Zu Sarah hatte er eine besonders enge Beziehung und sie zu ihm. Noch
immer hab ich das Bild vor Augen, wenn die Beiden ihr tägliches Ritual
spielten. Dabei nahm Sarah Tim in den Schwitzkasten und putzte ihm den Kopf,
also eine wilde Mischung aus raufen und gleichzeitigem schmusen. Tim war
meistens ein absolut liebenswerter Kater, außer wenn er frühmorgens
Langeweile hatte. Da seine normalen Weckversuche erfolglos blieben,
entwickelte unser Einstein eine neue Technik. Er sprang auf den Tisch und stieß
immer gegen die Hängelampe, die dann völlig nervende Geräusche von sich gab
und mein Nervenkostüm jedes Mal strapazierte. Zum Glück fand Tim dann
irgendwann kein Interesse mehr an diesem morgendlichen Weckübungen, oder ihm
ging mein Geschimpfe auf den Keks *g*.
Tim war
also vom morgendlichen Weckritual abgesehen ein unkomplizierter Kater.
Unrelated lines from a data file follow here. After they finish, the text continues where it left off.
//! Editor session state: language, source, output and the in-flight flag.

use log::info;

use crate::{
    execution::{Outcome, Signal, Submission},
    language::Language,
};

pub const RUNNING_PLACEHOLDER: &str = "Running...";

#[derive(Debug, Clone, PartialEq, Eq)]
pub struct EditorState {
    language: Language,
    source: String,
    output: String,
    is_running: bool,
}

impl Default for EditorState {
    fn default() -> Self {
        Self::new(Language::default())
    }
}

impl EditorState {
    pub fn new(language: Language) -> Self {
        Self {
            language,
            source: language.template().to_string(),
            output: String::new(),
            is_running: false,
        }
    }

    pub fn language(&self) -> Language {
        self.language
    }

    pub fn source(&self) -> &str {
        &self.source
    }

    pub fn output(&self) -> &str {
        &self.output
    }

    pub fn is_running(&self) -> bool {
        self.is_running
    }

    /// Switch language, replacing the source with its template and clearing output.
    ///
    /// A request already in flight is not affected and still settles into this state.
    pub fn select_language(&mut self, language: Language) {
        self.language = language;
        self.source = language.template().to_string();
        self.output.clear();
    }

    pub fn edit_source(&mut self, text: impl Into<String>) {
        self.source = text.into();
    }

    /// Mutable access for in-place editing from the UI.
    pub fn source_mut(&mut self) -> &mut String {
        &mut self.source
    }

    /// Enter the running phase and capture what should be sent.
    pub fn begin_execution(&mut self) -> Submission {
        self.is_running = true;
        self.output = RUNNING_PLACEHOLDER.to_string();
        Submission {
            language: self.language,
            source: self.source.clone(),
        }
    }

    /// Apply a settled outcome and leave the running phase.
    pub fn settle(&mut self, outcome: Outcome) -> Signal {
        info!("execution settled: {:?}", outcome.signal);
        self.output = outcome.output;
        self.is_running = false;
        outcome.signal
    }
}

#[cfg(test)]
mod tests {
    use super::*;
    use crate::execution::{self, Failure};
    use crate::piston::PistonClient;
    use serde_json::json;
    use wiremock::matchers::method;
    use wiremock::{Mock, MockServer, ResponseTemplate};

    #[test]
    fn starts_on_default_template() {
        let state = EditorState::default();
        assert_eq!(state.language(), Language::JavaScript);
        assert_eq!(state.source(), Language::JavaScript.template());
        assert_eq!(state.output(), "");
        assert!(!state.is_running());
    }

    #[test]
    fn select_language_resets_source_and_output() {
        let mut state = EditorState::default();
        for lang in Language::ALL {
            state.edit_source("garbage");
            state.begin_execution();
            state.settle(execution::settle(Ok(json!({ "run": { "output": "x" } }))));
            assert_eq!(state.output(), "x");

            state.select_language(lang);
            assert_eq!(state.language(), lang);
            assert_eq!(state.source(), lang.template());
            assert_eq!(state.output(), "");
        }
    }

    #[test]
    fn edit_source_is_verbatim() {
        let mut state = EditorState::default();
        state.edit_source("  \n\tweird ☃ text\n");
        assert_eq!(state.source(), "  \n\tweird ☃ text\n");
        state.edit_source("");
        assert_eq!(state.source(), "");
    }

    #[test]
    fn begin_execution_captures_submission() {
        let mut state = EditorState::new(Language::C);
        state.edit_source("int main(){return 1;}");
        let sub = state.begin_execution();
        assert!(state.is_running());
        assert_eq!(state.output(), "Running...");
        assert_eq!(sub, Submission { language: Language::C, source: "int main(){return 1;}".into() });
    }

    #[test]
    fn language_switch_while_running_keeps_flag() {
        let mut state = EditorState::default();
        state.begin_execution();
        state.select_language(Language::Python);
        assert!(state.is_running());
        assert_eq!(state.output(), "");

        let signal = state.settle(execution::settle(Ok(json!({ "run": { "output": "late\n" } }))));
        assert_eq!(signal, Signal::Success);
        assert_eq!(state.output(), "late\n");
        assert!(!state.is_running());
    }

    async fn settle_against(body: ResponseTemplate) -> (EditorState, Signal) {
        let server = MockServer::start().await;
        Mock::given(method("POST")).respond_with(body).mount(&server).await;
        let client = PistonClient::new(server.uri(), None).unwrap();

        let mut state = EditorState::new(Language::Python);
        assert!(!state.is_running());
        let sub = state.begin_execution();
        assert!(state.is_running());
        let outcome = execution::run(&client, &sub).await;
        assert!(state.is_running());
        let signal = state.settle(outcome);
        assert!(!state.is_running());
        (state, signal)
    }

    #[tokio::test]
    async fn running_flag_spans_each_settlement_kind() {
        let (state, signal) = settle_against(
            ResponseTemplate::new(200).set_body_json(json!({ "run": { "output": "Hello, World!\n", "stderr": "" } })),
        )
        .await;
        assert_eq!(state.output(), "Hello, World!\n");
        assert_eq!(signal, Signal::Success);

        let (state, signal) = settle_against(
            ResponseTemplate::new(200).set_body_json(json!({ "run": { "output": "", "stderr": "NameError: x" } })),
        )
        .await;
        assert_eq!(state.output(), "NameError: x");
        assert_eq!(signal, Signal::CompletedWithErrors);

        let (state, _) = settle_against(
            ResponseTemplate::new(200).set_body_json(json!({ "run": { "output": "", "stderr": "" } })),
        )
        .await;
        assert_eq!(state.output(), "No output");

        let (state, signal) = settle_against(
            ResponseTemplate::new(400).set_body_json(json!({ "message": "python-* runtime is unknown" })),
        )
        .await;
        assert_eq!(state.output(), "Error: Unable to execute code");
        assert_eq!(signal, Signal::Failure(Failure::Remote));

        let (state, signal) = settle_against(ResponseTemplate::new(200).set_body_string("not json")).await;
        assert!(state.output().starts_with("Error: "));
        assert_eq!(signal, Signal::Failure(Failure::Transport));
    }

    #[test]
    fn transport_failure_settles_state() {
        let mut state = EditorState::default();
        state.begin_execution();
        let signal = state.settle(execution::settle(Err(anyhow::anyhow!("network down"))));
        assert_eq!(state.output(), "Error: network down");
        assert_eq!(signal, Signal::Failure(Failure::Transport));
        assert!(!state.is_running());
    }
}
Auch
gesundheitlich, abgesehen von ein paar Zahnproblemchen. Einen Winterabend
aber, er kam vom Balkon ins Wohnzimmer, lief 3 Schritte und fiel wie tot um.
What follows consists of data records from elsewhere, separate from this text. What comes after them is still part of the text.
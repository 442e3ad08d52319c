//! Interactive editor built on Ratatui.

pub mod app;
pub mod events;
pub mod handler;
pub mod ui;

pub use handler::run_tui;
//! TUI application state management.

use std::time::{Duration, Instant};

use unicode_width::UnicodeWidthChar;

use crate::{
    editor::EditorState,
    execution::{Outcome, Signal, Submission},
    language::Language,
};

const TAB: &str = "    ";
const PAGE_LINES: usize = 10;
const SPINNER: [&str; 10] = ["⠋", "⠙", "⠹", "⠸", "⠼", "⠴", "⠦", "⠧", "⠇", "⠏"];

/// Transient message shown after an execution settles.
#[derive(Debug, Clone, PartialEq)]
pub struct Notification {
    pub signal: Signal,
    pub shown_at: Instant,
}

/// Application state for the TUI
#[derive(Debug)]
pub struct App {
    pub editor: EditorState,
    /// Cursor position in the source (byte index, always on a char boundary)
    pub cursor: usize,
    /// Highlighted row while the language selector is open
    pub selector: Option<usize>,
    pub show_help: bool,
    pub notification: Option<Notification>,
    pub notification_ttl: Duration,
    /// Lines scrolled off the top of the output pane
    pub output_scroll: u16,
    /// Inner (width, height) of the output pane as last drawn
    pub output_view: (u16, u16),
    pub running_since: Option<Instant>,
    pub endpoint: String,
}

impl App {
    pub fn new(language: Language, endpoint: String, notification_ttl: Duration) -> Self {
        let editor = EditorState::new(language);
        let cursor = editor.source().len();
        Self {
            editor,
            cursor,
            selector: None,
            show_help: false,
            notification: None,
            notification_ttl,
            output_scroll: 0,
            output_view: (0, 0),
            running_since: None,
            endpoint,
        }
    }

    // ----- Execution -----

    /// Start an execution unless one is already running.
    pub fn begin_execution(&mut self) -> Option<Submission> {
        if self.editor.is_running() {
            return None;
        }
        self.notification = None;
        self.output_scroll = 0;
        self.running_since = Some(Instant::now());
        Some(self.editor.begin_execution())
    }

    pub fn finish_execution(&mut self, outcome: Outcome) {
        let signal = self.editor.settle(outcome);
        self.running_since = None;
        self.output_scroll = 0;
        self.notification = Some(Notification { signal, shown_at: Instant::now() });
    }

    pub fn spinner(&self) -> &'static str {
        let elapsed = self.running_since.map(|t| t.elapsed().as_millis()).unwrap_or(0);
        SPINNER[(elapsed / 80) as usize % SPINNER.len()]
    }

    /// Drop the notification once it has been visible long enough.
    pub fn tick(&mut self, now: Instant) {
        if let Some(n) = &self.notification {
            if now.duration_since(n.shown_at) >= self.notification_ttl {
                self.notification = None;
            }
        }
    }

    pub fn dismiss_notification(&mut self) {
        self.notification = None;
    }

    // ----- Language selector -----

    pub fn open_selector(&mut self) {
        self.selector = Some(self.editor.language().index());
    }

    pub fn close_selector(&mut self) {
        self.selector = None;
    }

    pub fn selector_up(&mut self) {
        if let Some(i) = self.selector.as_mut() {
            *i = i.checked_sub(1).unwrap_or(Language::ALL.len() - 1);
        }
    }

    pub fn selector_down(&mut self) {
        if let Some(i) = self.selector.as_mut() {
            *i = (*i + 1) % Language::ALL.len();
        }
    }

    pub fn confirm_selector(&mut self) {
        if let Some(i) = self.selector.take() {
            self.pick_language(Language::ALL[i]);
        }
    }

    /// Selector choice: re-picking the current language keeps the edits.
    pub fn pick_language(&mut self, language: Language) {
        if language != self.editor.language() {
            self.select_language(language);
        }
    }

    pub fn select_language(&mut self, language: Language) {
        self.editor.select_language(language);
        self.cursor = self.editor.source().len();
        self.output_scroll = 0;
    }

    pub fn toggle_help(&mut self) {
        self.show_help = !self.show_help;
    }

    // ----- Output scrolling -----

    pub fn scroll_output_up(&mut self) {
        self.output_scroll = self.output_scroll.saturating_sub(1);
    }

    pub fn scroll_output_down(&mut self) {
        if self.output_scroll < self.max_output_scroll() {
            self.output_scroll += 1;
        }
    }

    /// Furthest scroll that still fills the pane, counted in wrapped rows.
    pub fn max_output_scroll(&self) -> u16 {
        let (width, height) = self.output_view;
        let rows = wrap_rows(self.editor.output(), width).len();
        rows.saturating_sub(height.max(1) as usize).min(u16::MAX as usize) as u16
    }

    // ----- Source editing helpers -----

    pub fn insert_char(&mut self, c: char) {
        self.editor.source_mut().insert(self.cursor, c);
        self.cursor += c.len_utf8();
    }

    pub fn insert_str(&mut self, s: &str) {
        // Terminals deliver pasted newlines as \r or \r\n.
        let normalized = s.replace("\r\n", "\n").replace('\r', "\n");
        self.editor.source_mut().insert_str(self.cursor, &normalized);
        self.cursor += normalized.len();
    }

    pub fn insert_newline(&mut self) {
        self.insert_char('\n');
    }

    pub fn insert_tab(&mut self) {
        self.insert_str(TAB);
    }

    pub fn backspace(&mut self) {
        if let Some(prev) = self.prev_boundary() {
            self.editor.source_mut().replace_range(prev..self.cursor, "");
            self.cursor = prev;
        }
    }

    pub fn delete(&mut self) {
        if let Some(next) = self.next_boundary() {
            self.editor.source_mut().replace_range(self.cursor..next, "");
        }
    }

    pub fn move_cursor_left(&mut self) {
        if let Some(prev) = self.prev_boundary() {
            self.cursor = prev;
        }
    }

    pub fn move_cursor_right(&mut self) {
        if let Some(next) = self.next_boundary() {
            self.cursor = next;
        }
    }

    pub fn move_cursor_home(&mut self) {
        self.cursor = self.line_start(self.cursor);
    }

    pub fn move_cursor_end(&mut self) {
        self.cursor = self.line_end(self.cursor);
    }

    pub fn move_cursor_up(&mut self) {
        let start = self.line_start(self.cursor);
        if start == 0 {
            self.cursor = 0;
            return;
        }
        let col = self.column();
        let prev_start = self.line_start(start - 1);
        self.cursor = self.offset_in_line(prev_start, col);
    }

    pub fn move_cursor_down(&mut self) {
        let end = self.line_end(self.cursor);
        if end == self.editor.source().len() {
            self.cursor = end;
            return;
        }
        let col = self.column();
        self.cursor = self.offset_in_line(end + 1, col);
    }

    pub fn page_up(&mut self) {
        for _ in 0..PAGE_LINES {
            self.move_cursor_up();
        }
    }

    pub fn page_down(&mut self) {
        for _ in 0..PAGE_LINES {
            self.move_cursor_down();
        }
    }

    /// Zero-based (line, char column) of the cursor.
    pub fn cursor_position(&self) -> (usize, usize) {
        let src = self.editor.source();
        let row = src[..self.cursor].matches('\n').count();
        (row, self.column())
    }

    fn column(&self) -> usize {
        let start = self.line_start(self.cursor);
        self.editor.source()[start..self.cursor].chars().count()
    }

    fn line_start(&self, at: usize) -> usize {
        self.editor.source()[..at].rfind('\n').map(|i| i + 1).unwrap_or(0)
    }

    fn line_end(&self, at: usize) -> usize {
        let src = self.editor.source();
        src[at..].find('\n').map(|i| at + i).unwrap_or(src.len())
    }

    /// Byte offset of char column `col` on the line starting at `start`, clamped to its end.
    fn offset_in_line(&self, start: usize, col: usize) -> usize {
        let end = self.line_end(start);
        let line = &self.editor.source()[start..end];
        start + line.char_indices().nth(col).map(|(i, _)| i).unwrap_or(line.len())
    }

    fn prev_boundary(&self) -> Option<usize> {
        self.editor.source()[..self.cursor].char_indices().next_back().map(|(i, _)| i)
    }

    fn next_boundary(&self) -> Option<usize> {
        self.editor.source()[self.cursor..].chars().next().map(|c| self.cursor + c.len_utf8())
    }
}

/// Hard-wrap `text` into rows no wider than `width` display columns; 0 disables wrapping.
pub fn wrap_rows(text: &str, width: u16) -> Vec<String> {
    let width = width as usize;
    let mut rows = Vec::new();
    for line in text.lines() {
        if width == 0 {
            rows.push(line.to_string());
            continue;
        }
        let mut row = String::new();
        let mut used = 0;
        for c in line.chars() {
            let w = c.width().unwrap_or(0);
            if used + w > width && !row.is_empty() {
                rows.push(std::mem::take(&mut row));
                used = 0;
            }
            row.push(c);
            used += w;
        }
        rows.push(row);
    }
    rows
}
Ich bekam einen Riesenschreck, bemerkte dann dass Tim zum Glück nur ohnmächtig
war. Ob es viell. an dem Temperaturunterschied lag? Aber das geschah doch fast
täglich im Winter, da Tim stets auf den Balkon ging. Wir fanden es nie
heraus. Etwa ein halbes Jahr später brach bei ihm FIP aus, die feuchte
Bauchwassersucht. Sein Bauch war dick wie ein Ballon, er wurde immer stiller
und interessierte sich nicht mehr wirklich für etwas. Der letzte gemeinsame
Gang zum Tierarzt war unausweichlich.
Wieso
er als Wohnungskater mit 11 Jahren an FIP erkrankte? Wahrscheinlich hatte er
sich bereits bei seiner Mutter infiziert und die Krankheit brach erst nach all
den Jahren aus. Zum Glück brach bei keiner anderen Katze FIP aus, jedoch
vermisste Sarah Tim so sehr, dass sie regelrecht einen Altersknacks bekam. Sie
lebte zwar noch einige Jahre, war aber nicht mehr die Sarah wie vor Tims Tod.